Tom McLoughlin, who would shortly take on a horror legend in Friday the 13th Part VI: Jason Lives (1986), made his feature directing debut, co-writing the original script with Michael Hawes. The opening scenes introduce a major crime scene in an apartment, where household objects have somehow become embedded in the walls, and a pile of fresh dead bodies has been discovered in a closet.
The apparent culprit is a mysterious psychic, Raymar, who is also found dead in the apartment and laid to rest at a mausoleum. His daughter, Olivia (Melissa Newman), learns that her father professed to have telekinetic powers, much to the disbelief of Olivia's dapper husband, Allan (Adam West). While she investigates further, the action switches to a local high school, where we meet the previously-mentioned trio of snobbish girls: Carol (Robin Evans), Leslie (Elizabeth Daily) and Kitty (Leslie Speights).
We're also introduced to Julie Wells, a responsible young woman who is enjoying the affections of her classmate Steve (David Mason Daniels). Because Steve formerly dated Carol, she is determined to exact her wrathful vengeance upon Julie. In turn, Julie wants to join the "Sisters" solely to counter her image as a "good girl," much to the consternation of Steve.
Tilly caught my eye and emotions in Tim Hunter's Tex (1982), a superior teen drama that Roger Ebert awarded four stars. Yet he did not mention Tilly, whose quiet performance burned itself into my heart. She seemed in that picture like an authentic, honest and sincere young person, which she captures again here, especially in the oceanside scene where her anger flashes as she tells him of her determination to establish her own reputation.
The teenage tribulations proceed in expected fashion throughout the first act of the film before increasingly mixing in foreshadows of the telekinetic terror to come. Because it avoids needless R-rated elements of the period in the early going, One Dark Night feels fun and fairly light-hearted, but the gravity grows dark rather quickly as events fly out of control. I was surprised at how plentiful the dismembered bodies become, even if they are mostly the skeletal remains of long-dead people.
Released in U.S. theaters in February 1983, the film arrived a few months before Richard Franklin's Psycho II, in which Tilly more than held her own in the presence of Anthony Perkins, Vera Miles, and Dennis Franz -- himself fresh off his turns in Brian De Palma's Dressed to Kill (1980) and Blow Out (1981) -- and then, two months after that, in Lawrence Kasdan's The Big Chill, she acquitted herself well as the younger girlfriend of the suicide victim who kicks off the storied reunion.

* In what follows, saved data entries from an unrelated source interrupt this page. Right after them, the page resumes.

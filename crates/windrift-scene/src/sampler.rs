//! Random position and color sampling.

use rand::rngs::SmallRng;
use rand::{Rng, SeedableRng};
use windrift_core::{ALL_COLORS, ColorId};

/// Draws random spawn positions and palette colors.
///
/// The sampler owns its RNG and a call counter: every third position draw
/// (starting with the very first) is biased toward the center half of the
/// requested rectangle, so recycled logos tend to reappear near the middle
/// of the screen instead of in a corner.
#[derive(Debug)]
pub struct Sampler {
    rng: SmallRng,
    calls: u64,
}

impl Sampler {
    /// Create a sampler seeded from the system clock.
    pub fn new() -> Self {
        use std::time::{SystemTime, UNIX_EPOCH};

        let seed = SystemTime::now()
            .duration_since(UNIX_EPOCH)
            .map(|d| d.as_nanos() as u64)
            .unwrap_or(0);

        Self::with_seed(seed)
    }

    /// Create a sampler with a fixed seed, for deterministic sequences.
    pub fn with_seed(seed: u64) -> Self {
        Self {
            rng: SmallRng::seed_from_u64(seed),
            calls: 0,
        }
    }

    /// Draw a random position inside the given bounds, floored to whole
    /// cells.
    ///
    /// The unbiased branch draws from `[min, min + max)` per axis, not
    /// `[min, max)`. With the zero minimums used everywhere in practice the
    /// two coincide; the bound arithmetic is kept as-is because spawn
    /// distribution is part of the observable behavior.
    pub fn position(&mut self, min_x: f64, min_y: f64, max_x: f64, max_y: f64) -> (f64, f64) {
        let biased = self.calls % 3 == 0;
        self.calls += 1;

        if biased {
            let quarter_x = (min_x - max_x).abs() / 4.0;
            let quarter_y = (min_y - max_y).abs() / 4.0;

            let x = (self.rng.random::<f64>() * (max_x - quarter_x * 2.0) + quarter_x).floor();
            let y = (self.rng.random::<f64>() * (max_y - quarter_y * 2.0) + quarter_y).floor();
            (x, y)
        } else {
            let x = (self.rng.random::<f64>() * max_x + min_x).floor();
            let y = (self.rng.random::<f64>() * max_y + min_y).floor();
            (x, y)
        }
    }

    /// Pick a palette color uniformly, with replacement.
    pub fn color(&mut self) -> ColorId {
        ALL_COLORS[self.rng.random_range(0..ALL_COLORS.len())]
    }
}

impl Default for Sampler {
    fn default() -> Self {
        Self::new()
    }
}

#[cfg(test)]
mod tests {
    use super::*;
    use std::collections::HashSet;

    #[test]
    fn every_third_call_is_center_biased() {
        let mut sampler = Sampler::with_seed(42);

        for call in 1u32..=3000 {
            let (x, y) = sampler.position(0.0, 0.0, 800.0, 600.0);

            if call % 3 == 1 {
                // Biased calls land in the quarter-inset sub-rectangle.
                assert!((200.0..600.0).contains(&x), "call {call}: x = {x}");
                assert!((150.0..450.0).contains(&y), "call {call}: y = {y}");
            } else {
                assert!((0.0..800.0).contains(&x), "call {call}: x = {x}");
                assert!((0.0..600.0).contains(&y), "call {call}: y = {y}");
            }
        }
    }

    #[test]
    fn positions_are_whole_cells() {
        let mut sampler = Sampler::with_seed(7);
        for _ in 0..100 {
            let (x, y) = sampler.position(0.0, 0.0, 120.0, 40.0);
            assert_eq!(x, x.floor());
            assert_eq!(y, y.floor());
        }
    }

    #[test]
    fn unbiased_branch_keeps_min_plus_max_bounds() {
        let mut sampler = Sampler::with_seed(9);
        // Skip the first (biased) call, then check the quirk range.
        let _ = sampler.position(10.0, 20.0, 100.0, 50.0);
        for _ in 0..200 {
            let (x, y) = sampler.position(10.0, 20.0, 100.0, 50.0);
            let _ = sampler.position(10.0, 20.0, 100.0, 50.0);
            let _ = sampler.position(10.0, 20.0, 100.0, 50.0);
            assert!((10.0..110.0).contains(&x), "x = {x}");
            assert!((20.0..70.0).contains(&y), "y = {y}");
        }
    }

    #[test]
    fn color_draws_cover_the_palette() {
        let mut sampler = Sampler::with_seed(3);
        let seen: HashSet<_> = (0..2000).map(|_| sampler.color()).collect();
        assert_eq!(seen.len(), ALL_COLORS.len());
    }
}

Tilly earned an Academy Award nomination for her dramatic supporting performance in Norman Jewison's Agnes of God (1985) and continued to compel attention in a variety of roles, including personal favorites The Girl in a Swing (1988), Leaving Normal (1992), and Abel Ferrara's Body Snatchers (1993), for the next 10 years before retiring from acting to enjoy raising her children. She came out of retirement about 10 years ago and has since accepted occasional roles.
Making allowance for the limitations of the budget, One Dark Night shows good imagination and reaches a satisfying conclusion, though, as always, I wish the film had more Meg Tilly.